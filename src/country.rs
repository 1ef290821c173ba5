//! Country code table.
//!
//! Maps short country codes (`CN`) to display names (`China`). The side file
//! lists one country per row as `name,code[,...]`; extra columns are ignored.

use std::collections::HashMap;
use std::path::Path;

use log::{debug, warn};

use crate::config::NOT_LISTED_LABEL;

/// Immutable code → name lookup table.
///
/// Built once at startup and shared read-only with the classifier.
#[derive(Debug, Clone, Default, PartialEq, Eq)]
pub struct CountryCodeTable {
    names: HashMap<String, String>,
}

impl CountryCodeTable {
    /// Builds a table from `(code, name)` pairs. Later duplicates win.
    pub fn from_entries<I, C, N>(entries: I) -> Self
    where
        I: IntoIterator<Item = (C, N)>,
        C: Into<String>,
        N: Into<String>,
    {
        let names = entries
            .into_iter()
            .map(|(code, name)| (code.into(), name.into()))
            .collect();
        Self { names }
    }

    /// Loads the table from a comma-separated side file.
    ///
    /// A missing or unreadable file is not fatal: a warning is logged and an
    /// empty table is returned, so every code is reported as `<not listed>`.
    /// Rows with fewer than two columns are ignored; rows the CSV reader
    /// rejects are logged and skipped.
    pub fn load(path: &Path) -> Self {
        if !path.exists() {
            warn!("Could not load country codes: {} not found", path.display());
            return Self::default();
        }

        let mut reader = match csv::ReaderBuilder::new()
            .has_headers(false)
            .flexible(true)
            .trim(csv::Trim::All)
            .from_path(path)
        {
            Ok(reader) => reader,
            Err(e) => {
                warn!("Could not load country codes from {}: {}", path.display(), e);
                return Self::default();
            }
        };

        let mut names = HashMap::new();
        for (row, record) in reader.records().enumerate() {
            let record = match record {
                Ok(record) => record,
                Err(e) => {
                    warn!("Country code format error on row {}: {}", row + 1, e);
                    continue;
                }
            };
            if let (Some(name), Some(code)) = (record.get(0), record.get(1)) {
                names.insert(code.to_string(), name.to_string());
            }
        }

        debug!(
            "Loaded {} country codes from {}",
            names.len(),
            path.display()
        );
        Self { names }
    }

    /// Display name for `code`, if listed.
    pub fn name_for(&self, code: &str) -> Option<&str> {
        self.names.get(code).map(String::as_str)
    }

    /// Display name for `code`, or `<not listed>`.
    pub fn label_for(&self, code: &str) -> &str {
        self.name_for(code).unwrap_or(NOT_LISTED_LABEL)
    }

    pub fn len(&self) -> usize {
        self.names.len()
    }

    pub fn is_empty(&self) -> bool {
        self.names.is_empty()
    }
}
//! Resolver abstraction.

use std::time::Duration;

use async_trait::async_trait;

use crate::error_handling::LookupError;
use crate::netstat::Ipv4Token;

use super::types::GeoRecord;

/// Maps an IPv4 address to its registered country.
///
/// Implementations should honour `timeout` where their transport allows it.
/// The classifier also wraps every call in `tokio::time::timeout`.
#[async_trait]
pub trait GeoResolver: Send + Sync {
    async fn lookup(&self, address: &Ipv4Token, timeout: Duration)
        -> Result<GeoRecord, LookupError>;
}
//! Redlist file output.

use std::path::Path;

use log::info;

use crate::config::OutputLayout;
use crate::error_handling::TriageError;

use super::Redlist;

impl Redlist {
    /// Writes the redlist artifact, replacing any existing file.
    ///
    /// # Errors
    ///
    /// `TriageError::OutputWrite` if the file cannot be created or written.
    pub async fn write_to(&self, path: &Path, layout: OutputLayout) -> Result<(), TriageError> {
        tokio::fs::write(path, self.render(layout))
            .await
            .map_err(|source| TriageError::OutputWrite {
                path: path.to_path_buf(),
                source,
            })?;
        info!("Wrote {} redlist entries to {}", self.len(), path.display());
        Ok(())
    }
}
impl fmt::Display for Operation {
    fn fmt(&self, f: &mut fmt::Formatter<'_>) -> fmt::Result {
        let name = match self {
            Operation::AddGroup => "add group",
            Operation::DeleteGroup => "delete group",
            Operation::LoadGroup => "load group",
            Operation::ExportGroup => "export group",
            Operation::SwitchGroup => "switch group",
            Operation::Draw => "draw",
            Operation::ToggleCard => "toggle card",
            Operation::Reset => "reset",
            Operation::EnterEdit => "edit",
            Operation::ExitEdit => "finish editing",
            Operation::RenameCard => "rename card",
            Operation::DeleteCards => "delete cards",
            Operation::AppendCard => "add card",
            Operation::RestoreDefault => "restore default",
            Operation::SelectCard => "select card",
        };
        f.write_str(name)
    }
}

/// Refused store operations. The store is unchanged whenever one is returned.
#[derive(Debug, Clone, PartialEq, Eq, Error)]
pub enum StoreError {
    #[error("group '{0}' cannot be deleted (default groups and the last group are kept)")]
    CannotDelete(String),
    #[error("no cards found in source")]
    EmptySource,
    #[error("group '{0}' has no cards to export")]
    EmptyGroup(String),
    #[error("all cards have been drawn")]
    PoolExhausted,
    #[error("card index {index} out of range (group has {len} cards)")]
    IndexOutOfRange { index: usize, len: usize },
    #[error("group index {index} out of range ({len} groups)")]
    GroupOutOfRange { index: usize, len: usize },
    #[error("cannot {operation} while {mode}")]
    InvalidMode { operation: Operation, mode: Mode },
    #[error("card name cannot be empty")]
    EmptyCardName,
    #[error("group '{0}' is not a default group")]
    NotDefaultGroup(String),
    #[error("group '{0}' is not editable")]
    GroupNotEditable(String),
}

/// Change notifications, drained by the presentation layer
#[derive(Debug, Clone, PartialEq, Eq)]
pub enum StoreEvent {
    GroupAdded { index: usize, name: String },
    GroupLoaded { index: usize, name: String, cards: usize },
    GroupDeleted { name: String },
    ActiveChanged { index: usize },
    CardDrawn { index: usize, card: String, remaining: usize },
    CardToggled { index: usize, drawn: bool },
    DrawReset,
    ModeChanged(Mode),
    CardsEdited { cards: usize },
    DefaultRestored { name: String },
}
mod app;
mod card_file;
mod config;
mod deck;
mod group;
mod store;
mod ui;

use anyhow::{Context, Result};
use clap::Parser;
use crossterm::{
    event::{self, Event, KeyEventKind},
    execute,
    terminal::{disable_raw_mode, enable_raw_mode, EnterAlternateScreen, LeaveAlternateScreen},
};
use ratatui::{backend::CrosstermBackend, Terminal};
use std::fs::{self, File};
use std::io;
use std::path::{Path, PathBuf};
use std::sync::Mutex;
use std::time::Duration;
use tracing_subscriber::{layer::SubscriberExt, util::SubscriberInitExt};

use app::App;
use config::Config;
use store::CardStore;

#[derive(Parser, Debug)]
#[command(name = "carddraw")]
#[command(about = "Manage card groups and draw cards without replacement")]
#[command(version)]
struct Cli {
    /// Config file path
    #[arg(long, default_value = "~/.config/carddraw/config.toml")]
    config: String,

    /// Seed for reproducible draws (overrides config)
    #[arg(long)]
    seed: Option<u64>,

    /// Log file path (default: data dir/carddraw/carddraw.log)
    #[arg(long)]
    log_file: Option<PathBuf>,

    /// Card files to load as groups at startup, one card per line
    files: Vec<PathBuf>,
}

fn default_log_path() -> PathBuf {
    dirs::data_dir()
        .unwrap_or_else(|| PathBuf::from("."))
        .join("carddraw")
        .join("carddraw.log")
}

/// Log to a file: the terminal belongs to the TUI
fn init_logging(path: &Path) -> Result<()> {
    if let Some(parent) = path.parent() {
        fs::create_dir_all(parent)
            .with_context(|| format!("Failed to create log directory {}", parent.display()))?;
    }
    let file = File::create(path)
        .with_context(|| format!("Failed to open log file {}", path.display()))?;

    tracing_subscriber::registry()
        .with(
            tracing_subscriber::EnvFilter::try_from_default_env()
                .unwrap_or_else(|_| "carddraw=info".into()),
        )
        .with(
            tracing_subscriber::fmt::layer()
                .with_ansi(false)
                .with_writer(Mutex::new(file)),
        )
        .init();
    Ok(())
}

fn main() -> Result<()> {
    let cli = Cli::parse();

    let log_path = cli.log_file.clone().unwrap_or_else(default_log_path);
    init_logging(&log_path)?;

    // Load config
    let config = Config::load(&cli.config)?;

    let store = match cli.seed.or(config.behavior.seed) {
        Some(seed) => {
            tracing::info!("Using fixed seed {}", seed);
            CardStore::seeded(seed)
        }
        None => CardStore::new(),
    };

    let mut app = App::new(store, config);
    app.load_files(&cli.files);
    tracing::info!("Started with {} groups", app.store().groups().len());

    // Setup terminal
    enable_raw_mode()?;
    let mut stdout = io::stdout();
    execute!(stdout, EnterAlternateScreen)?;
    let backend = CrosstermBackend::new(stdout);
    let mut terminal = Terminal::new(backend)?;

    // Run main loop
    let result = run_app(&mut terminal, &mut app);

    // Restore terminal
    disable_raw_mode()?;
    execute!(terminal.backend_mut(), LeaveAlternateScreen)?;
    terminal.show_cursor()?;

    result
}

fn run_app<B: ratatui::backend::Backend>(terminal: &mut Terminal<B>, app: &mut App) -> Result<()> {
    while !app.should_quit() {
        terminal.draw(|f| ui::draw(f, app))?;

        if event::poll(Duration::from_millis(100))? {
            // Resize needs no handling: the next draw recomputes the grid
            if let Event::Key(key) = event::read()? {
                if key.kind == KeyEventKind::Press {
                    app.handle_key(key);
                }
            }
        }
    }
    Ok(())
}
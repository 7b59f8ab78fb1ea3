//! Reading and writing card lists as plain text, one label per line.

use anyhow::{Context, Result};
use std::fs;
use std::path::{Path, PathBuf};

use crate::group::parse_card_lines;

/// Fallback group name when a file has no usable stem
pub const IMPORTED_NAME: &str = "Imported deck";

/// Cards read from a file, plus a group name suggested by its filename
#[derive(Debug, Clone, PartialEq, Eq)]
pub struct CardFile {
    pub suggested_name: String,
    pub cards: Vec<String>,
}

/// Expand `~` in a user-supplied path
pub fn expand_path(path: &str) -> PathBuf {
    PathBuf::from(shellexpand::tilde(path.trim()).as_ref())
}

/// Group name derived from a file's stem
pub fn suggested_name(path: &Path) -> String {
    path.file_stem()
        .and_then(|s| s.to_str())
        .map(str::trim)
        .filter(|s| !s.is_empty())
        .unwrap_or(IMPORTED_NAME)
        .to_string()
}

/// Read a card list. Blank lines are dropped; the result may be empty.
pub fn read_card_file(path: &Path) -> Result<CardFile> {
    let content = fs::read_to_string(path)
        .with_context(|| format!("Failed to read cards from {}", path.display()))?;

    let cards = parse_card_lines(content.lines());
    tracing::debug!("Read {} cards from {}", cards.len(), path.display());

    Ok(CardFile {
        suggested_name: suggested_name(path),
        cards,
    })
}

/// Write exported card text, creating parent directories as needed
pub fn write_card_file(path: &Path, text: &str) -> Result<()> {
    if let Some(parent) = path.parent().filter(|p| !p.as_os_str().is_empty()) {
        fs::create_dir_all(parent)
            .with_context(|| format!("Failed to create directory {}", parent.display()))?;
    }

    fs::write(path, text)
        .with_context(|| format!("Failed to write cards to {}", path.display()))?;

    tracing::info!("Exported {} cards to {}", text.lines().count(), path.display());
    Ok(())
}

#[cfg(test)]
mod tests {
    use super::*;

    fn temp_path(name: &str) -> PathBuf {
        std::env::temp_dir()
            .join(format!("carddraw-test-{}", std::process::id()))
            .join(name)
    }

    #[test]
    fn test_suggested_name() {
        assert_eq!(suggested_name(Path::new("/tmp/tarot.txt")), "tarot");
        assert_eq!(suggested_name(Path::new("names")), "names");
        assert_eq!(suggested_name(Path::new("/")), IMPORTED_NAME);
    }

    #[test]
    fn test_write_then_read() {
        let path = temp_path("round.txt");
        write_card_file(&path, "A♦\n\n  K♠  \n").unwrap();

        let file = read_card_file(&path).unwrap();
        assert_eq!(file.cards, vec!["A♦", "K♠"]);
        assert_eq!(file.suggested_name, "round");

        fs::remove_file(&path).ok();
    }

    #[test]
    fn test_read_missing_file() {
        let err = read_card_file(&temp_path("missing.txt")).unwrap_err();
        assert!(err.to_string().contains("Failed to read cards"));
    }

    #[test]
    fn test_expand_path() {
        let home = dirs::home_dir().unwrap_or_default();
        if !home.as_os_str().is_empty() {
            assert_eq!(expand_path("~/deck.txt"), home.join("deck.txt"));
        }
        assert_eq!(expand_path(" /tmp/x.txt "), PathBuf::from("/tmp/x.txt"));
    }
}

### [WHAT IS NEEDED]
From the data above, return every line from the line that has "let content = fs::read_to_string(path)" up to and including the line that has "to write cards", exactly.

### [ANSWER BOX]
    let content = fs::read_to_string(path)
        .with_context(|| format!("Failed to read cards from {}", path.display()))?;

    let cards = parse_card_lines(content.lines());
    tracing::debug!("Read {} cards from {}", cards.len(), path.display());

    Ok(CardFile {
        suggested_name: suggested_name(path),
        cards,
    })
}

/// Write exported card text, creating parent directories as needed
pub fn write_card_file(path: &Path, text: &str) -> Result<()> {
    if let Some(parent) = path.parent().filter(|p| !p.as_os_str().is_empty()) {
        fs::create_dir_all(parent)
            .with_context(|| format!("Failed to create directory {}", parent.display()))?;
    }

    fs::write(path, text)
        .with_context(|| format!("Failed to write cards to {}", path.display()))?;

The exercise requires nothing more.